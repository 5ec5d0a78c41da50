//! Settings file persistence.
//!
//! One line, comma separated. `|` escapes a literal `,` or `|` inside the
//! symbol alphabet.

use std::env;
use std::fs::{self, OpenOptions};
use std::io::{BufRead, BufReader, Write};
use std::path::{Path, PathBuf};

use super::Settings;
use crate::pass::{CharClass, ClassSet};

const FIELDS: usize = 6;

pub fn save(settings: &Settings, path: &Path) -> std::io::Result<()> {
    if let Some(parent) = path.parent()
        && !parent.as_os_str().is_empty()
    {
        fs::create_dir_all(parent)?;
    }
    let mut file = OpenOptions::new()
        .write(true)
        .create(true)
        .truncate(true)
        .open(path)?;
    file.write_all(encode(settings).as_bytes())?;
    Ok(())
}

pub fn load(settings: &mut Settings, path: &Path) -> std::io::Result<()> {
    if !path.exists() {
        return save(settings, path);
    }

    let mut reader = BufReader::new(OpenOptions::new().read(true).open(path)?);
    let mut line = String::new();
    reader.read_line(&mut line)?;

    if !decode(line.trim_end_matches(['\r', '\n']), settings) {
        log::warn!("settings file {} unreadable, rewriting", path.display());
        *settings = Settings::default();
        save(settings, path)?;
    }
    Ok(())
}

/// `$CLASSPASS_CONFIG`, else `~/.config/classpass/settings`.
pub fn config_path() -> PathBuf {
    if let Ok(path) = env::var("CLASSPASS_CONFIG")
        && !path.is_empty()
    {
        return PathBuf::from(path);
    }
    let home = env::var("HOME").unwrap_or_else(|_| ".".into());
    PathBuf::from(home).join(".config/classpass/settings")
}

fn encode(settings: &Settings) -> String {
    let symbols: String = settings
        .symbols
        .chars()
        .map(|c| match c {
            ',' => "|,".to_string(),
            '|' => "||".to_string(),
            _ => c.to_string(),
        })
        .collect();

    format!(
        "{},{},{},{},{},{}\n",
        settings.pass_length,
        settings.classes.codes(),
        settings.avoid_similar,
        symbols,
        settings.auto_copy,
        settings.rng,
    )
}

/// Fill `settings` from one line. Unparseable fields keep their current
/// value; a wrong field count rejects the whole line.
fn decode(line: &str, settings: &mut Settings) -> bool {
    let parts = split_escaped(line, ',');
    if parts.len() != FIELDS {
        return false;
    }

    settings.pass_length = parts[0].parse().unwrap_or(settings.pass_length);
    if let Some(classes) = parse_classes(&parts[1]) {
        settings.classes = classes;
    }
    settings.avoid_similar = parts[2].parse().unwrap_or(settings.avoid_similar);
    settings.symbols = parts[3].clone();
    settings.auto_copy = parts[4].parse().unwrap_or(settings.auto_copy);
    settings.rng = parts[5].parse().unwrap_or(settings.rng);
    true
}

fn parse_classes(codes: &str) -> Option<ClassSet> {
    codes.chars().map(CharClass::from_code).collect()
}

fn split_escaped(s: &str, delimiter: char) -> Vec<String> {
    let mut parts = vec![];
    let mut current = String::new();
    let mut escape_next = false;

    for c in s.chars() {
        if escape_next {
            current.push(c);
            escape_next = false;
        } else if c == '|' {
            escape_next = true;
        } else if c == delimiter {
            parts.push(std::mem::take(&mut current));
        } else {
            current.push(c);
        }
    }
    parts.push(current);
    parts
}
//! Exit handling: restore the terminal however the process ends.

/// Put the line discipline back to cooked mode using termios directly.
fn reset_terminal_termios() {
    unsafe {
        let mut termios: libc::termios = std::mem::zeroed();
        if libc::tcgetattr(0, &mut termios) == 0 {
            termios.c_oflag |= libc::OPOST | libc::ONLCR;
            termios.c_lflag |= libc::ICANON | libc::ECHO | libc::ISIG;
            libc::tcsetattr(0, libc::TCSANOW, &termios);
        }
    }
}

/// Registered with atexit - runs on any exit.
extern "C" fn cleanup_on_exit() {
    reset_terminal_termios();
    // Escape codes only go to a TTY, never into a pipe.
    unsafe {
        if libc::isatty(1) == 1 {
            const SEQ: &[u8] = b"\x1b[0m\x1b[?25h";
            libc::write(1, SEQ.as_ptr() as *const libc::c_void, SEQ.len());
        }
    }
}

/// SIGINT/SIGTERM/SIGHUP - exit cleanly, atexit handles cleanup.
extern "C" fn signal_handler(_: libc::c_int) {
    unsafe { libc::exit(130) }
}

/// Install signal handlers and register atexit cleanup.
/// Call this early in main().
pub fn install_handlers() {
    unsafe {
        libc::atexit(cleanup_on_exit);
        for sig in [libc::SIGINT, libc::SIGTERM, libc::SIGHUP] {
            libc::signal(sig, signal_handler as *const () as libc::sighandler_t);
        }
    }
}

/// Keep passwords out of core dumps.
pub fn disable_core_dumps() {
    #[cfg(target_os = "linux")]
    unsafe {
        libc::prctl(libc::PR_SET_DUMPABLE, 0);
    }
}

--

Wherever the word "Some" turns up in the records, copy out the line it is on.

    if let Some(parent) = path.parent()
    if let Some(classes) = parse_classes(&parts[1]) {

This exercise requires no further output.